On the decline and rebuilding of civilizations

[ edit]Much like Oswald Spengler, Will Durant saw the decline of a civilization as a culmination of strife between religion and secular intellectualism, thus toppling the precarious institutions of convention and morality:

Hence a certain tension between religion and society marks the higher stages of
every civilization. Religion begins by offering magical aid to harassed and
bewildered men; it culminates by giving to a people that unity of morals and
belief which seems so favorable to statesmanship and art; it ends by fighting
suicidally in the lost cause of the past. For as knowledge grows or alters
continually, it clashes with mythology and theology, which change with
geological leisureliness.

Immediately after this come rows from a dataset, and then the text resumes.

//! Builder pattern for ScoringEngine

use crate::config::{load_policy_file, EngineConfig};
use crate::error::Result;
use crate::scoring_engine::ScoringEngine;
use fraudlens_core::ScoringConfig;
use fraudlens_runtime::{Classifier, ModelLoader, ResultSink, UnavailableClassifier};
use std::path::PathBuf;
use std::sync::Arc;

/// Builder for ScoringEngine
///
/// # Example
///
/// ```rust,ignore
/// use fraudlens_sdk::ScoringEngineBuilder;
///
/// // From a model file and a policy file
/// let engine = ScoringEngineBuilder::new()
///     .with_model_path("elliptic_xgb_hybrid_model.json")
///     .with_policy_file("config/policy.yaml")
///     .build()
///     .await?;
///
/// // With a stub classifier (for testing)
/// let engine = ScoringEngineBuilder::new()
///     .with_classifier(Arc::new(FixedClassifier::new(0.2)))
///     .build()
///     .await?;
/// ```
pub struct ScoringEngineBuilder {
    config: EngineConfig,
    classifier: Option<Arc<dyn Classifier>>,
    result_sink: Option<Arc<dyn ResultSink>>,
    #[cfg(feature = "sqlx")]
    database: Option<DatabaseOptions>,
}

#[cfg(feature = "sqlx")]
struct DatabaseOptions {
    url: String,
    max_connections: u32,
    min_connections: u32,
}

impl ScoringEngineBuilder {
    /// Create a new builder
    pub fn new() -> Self {
        Self {
            config: EngineConfig::new(),
            classifier: None,
            result_sink: None,
            #[cfg(feature = "sqlx")]
            database: None,
        }
    }

    /// Start from an existing engine configuration
    pub fn with_engine_config(mut self, config: EngineConfig) -> Self {
        self.config = config;
        self
    }

    /// Set the initial scoring configuration
    pub fn with_config(mut self, scoring: ScoringConfig) -> Self {
        self.config.scoring = scoring;
        self
    }

    /// Use an already constructed classifier instead of loading a model file
    pub fn with_classifier(mut self, classifier: Arc<dyn Classifier>) -> Self {
        self.classifier = Some(classifier);
        self
    }

    /// Load the classifier from an XGBoost JSON model file
    pub fn with_model_path(mut self, path: impl Into<PathBuf>) -> Self {
        self.config.model_path = Some(path.into());
        self
    }

    /// Load the scoring configuration from a policy file, also used by reload
    pub fn with_policy_file(mut self, path: impl Into<PathBuf>) -> Self {
        self.config.policy_file = Some(path.into());
        self
    }

    /// Send decision records to a sink
    pub fn with_result_sink(mut self, sink: Arc<dyn ResultSink>) -> Self {
        self.result_sink = Some(sink);
        self
    }

    /// Enable decision result persistence to database
    #[cfg(feature = "sqlx")]
    pub fn with_database(
        mut self,
        url: impl Into<String>,
        max_connections: u32,
        min_connections: u32,
    ) -> Self {
        self.database = Some(DatabaseOptions {
            url: url.into(),
            max_connections,
            min_connections,
        });
        self
    }

    /// Enable metrics
    pub fn enable_metrics(mut self, enable: bool) -> Self {
        self.config.enable_metrics = enable;
        self
    }

    /// Build the scoring engine
    ///
    /// A missing or unreadable model never fails the build; the engine then
    /// scores with rules only. An unreadable policy file does fail it.
    pub async fn build(self) -> Result<ScoringEngine> {
        let scoring = match &self.config.policy_file {
            Some(path) => load_policy_file(path)?,
            None => self.config.scoring.clone(),
        };

        let classifier = match (self.classifier, &self.config.model_path) {
            (Some(classifier), _) => classifier,
            (None, Some(path)) => ModelLoader::load_or_unavailable(path),
            (None, None) => {
                tracing::warn!("No model configured, scoring with rules only");
                Arc::new(UnavailableClassifier)
            }
        };

        #[cfg_attr(not(feature = "sqlx"), allow(unused_mut))]
        let mut result_sink = self.result_sink;

        #[cfg(feature = "sqlx")]
        {
            if result_sink.is_none() {
                if let Some(database) = &self.database {
                    result_sink = Self::connect_result_writer(database).await;
                }
            }
        }

        tracing::info!(
            model = %classifier.name(),
            model_loaded = classifier.is_loaded(),
            persistence = result_sink.is_some(),
            "Scoring engine built"
        );

        Ok(ScoringEngine::new(
            classifier,
            scoring,
            self.config.enable_metrics,
            result_sink,
            self.config.policy_file,
        ))
    }

    /// Connect to the database and start the background writer
    ///
    /// Persistence is optional; connection failures are logged and skipped.
    #[cfg(feature = "sqlx")]
    async fn connect_result_writer(database: &DatabaseOptions) -> Option<Arc<dyn ResultSink>> {
        use fraudlens_runtime::result::{connect, ensure_schema};
        use fraudlens_runtime::DecisionResultWriter;

        let pool = match connect(
            &database.url,
            database.max_connections,
            database.min_connections,
        )
        .await
        {
            Ok(pool) => pool,
            Err(e) => {
                tracing::warn!(error = %e, "Database unavailable, decisions will not be persisted");
                return None;
            }
        };

        if let Err(e) = ensure_schema(&pool).await {
            tracing::warn!(error = %e, "Failed to prepare transactions table");
        }

        Some(Arc::new(DecisionResultWriter::new(pool)))
    }
}

impl Default for ScoringEngineBuilder {
    fn default() -> Self {
        Self::new()
    }
}

#[cfg(test)]
mod tests {
    use super::*;
    use fraudlens_runtime::FixedClassifier;

    #[tokio::test]
    async fn test_builder_without_model() {
        let engine = ScoringEngineBuilder::new().build().await.unwrap();
        assert!(!engine.model_loaded());
        assert_eq!(engine.classifier().name(), "unavailable");
    }

    #[tokio::test]
    async fn test_builder_with_classifier_and_config() {
        let engine = ScoringEngineBuilder::new()
            .with_classifier(Arc::new(FixedClassifier::new(0.4)))
            .with_config(ScoringConfig::default().with_ml_threshold(0.3))
            .build()
            .await
            .unwrap();

        assert!(engine.model_loaded());
        assert_eq!(engine.config_snapshot().ml_threshold, 0.3);
    }

    #[tokio::test]
    async fn test_builder_missing_model_file_still_builds() {
        let engine = ScoringEngineBuilder::new()
            .with_model_path("/no/such/model.json")
            .build()
            .await
            .unwrap();
        assert!(!engine.model_loaded());
    }

    #[tokio::test]
    async fn test_builder_missing_policy_file_fails() {
        let result = ScoringEngineBuilder::new()
            .with_policy_file("/no/such/policy.yaml")
            .build()
            .await;
        assert!(result.is_err());
    }

    #[test]
    fn test_builder_options() {
        let builder = ScoringEngineBuilder::new()
            .with_model_path("model.json")
            .enable_metrics(false);

        assert_eq!(builder.config.model_path, Some(PathBuf::from("model.json")));
        assert!(!builder.config.enable_metrics);
    }
}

Priestly control of arts and letters is then felt as a
galling shackle or hateful barrier, and intellectual history takes on the
character of a "conflict between science and religion". Institutions which were
at first in the hands of the clergy, like law and punishment, education and
morals, marriage and divorce, tend to escape from ecclesiastical control, and
become secular, perhaps profane.

The intellectual classes abandon the
ancient theology and—after some hesitation—the moral code allied with it;
literature and philosophy become anticlerical. The movement of liberation rises
to an exuberant worship of reason, and falls to a paralyzing disillusionment
with every dogma and every idea. Conduct, deprived of its religious supports,
deteriorates into epicurean chaos; and life itself, shorn of
consoling faith, becomes a burden alike to conscious poverty and to weary
wealth. In the end a society and its religion tend to fall together, like body
and soul, in a harmonious death. Meanwhile among the oppressed another myth
arises, gives new form to human hope, new courage to human effort, and after
centuries of chaos builds another civilization. [10]


More than twenty years after his death, Durant's quote of "A great civilization is not conquered from without until it has destroyed itself within" [11] appeared as the opening graphic of Mel Gibson's 2006 film Apocalypto.